(Dataset excerpts)
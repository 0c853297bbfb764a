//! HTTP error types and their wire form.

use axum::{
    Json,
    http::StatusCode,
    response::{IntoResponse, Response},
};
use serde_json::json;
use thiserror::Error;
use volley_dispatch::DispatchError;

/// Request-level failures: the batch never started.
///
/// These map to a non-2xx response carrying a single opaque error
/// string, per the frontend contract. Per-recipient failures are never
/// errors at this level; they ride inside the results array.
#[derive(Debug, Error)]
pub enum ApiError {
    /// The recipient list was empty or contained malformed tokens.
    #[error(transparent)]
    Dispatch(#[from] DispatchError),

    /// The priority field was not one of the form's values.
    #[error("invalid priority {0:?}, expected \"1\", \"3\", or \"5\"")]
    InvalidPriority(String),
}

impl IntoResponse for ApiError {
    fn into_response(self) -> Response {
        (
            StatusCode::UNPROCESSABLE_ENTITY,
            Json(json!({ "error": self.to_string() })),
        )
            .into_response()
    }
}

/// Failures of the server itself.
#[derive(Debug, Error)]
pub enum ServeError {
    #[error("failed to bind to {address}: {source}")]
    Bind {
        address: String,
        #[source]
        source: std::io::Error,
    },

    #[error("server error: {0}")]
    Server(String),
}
...
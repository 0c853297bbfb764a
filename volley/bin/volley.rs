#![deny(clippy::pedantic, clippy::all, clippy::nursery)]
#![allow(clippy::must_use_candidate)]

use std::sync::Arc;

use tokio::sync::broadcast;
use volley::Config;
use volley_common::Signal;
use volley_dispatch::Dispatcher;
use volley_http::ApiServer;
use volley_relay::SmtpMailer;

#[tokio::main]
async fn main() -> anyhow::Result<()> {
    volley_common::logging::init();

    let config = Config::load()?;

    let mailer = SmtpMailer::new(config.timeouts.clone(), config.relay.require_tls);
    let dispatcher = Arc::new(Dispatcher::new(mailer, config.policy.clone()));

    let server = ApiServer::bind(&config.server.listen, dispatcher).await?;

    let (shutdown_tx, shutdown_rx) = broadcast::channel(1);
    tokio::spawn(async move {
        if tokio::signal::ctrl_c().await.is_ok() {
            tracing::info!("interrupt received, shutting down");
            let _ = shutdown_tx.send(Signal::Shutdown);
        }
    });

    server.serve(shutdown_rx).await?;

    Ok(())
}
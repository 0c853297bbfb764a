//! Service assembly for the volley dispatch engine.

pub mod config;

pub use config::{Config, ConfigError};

WHAT IS EXPECTED :: The response consists of the lines above that contain "IntoResponse".

COMPLETED EXERCISE ::
    response::{IntoResponse, Response},
impl IntoResponse for ApiError {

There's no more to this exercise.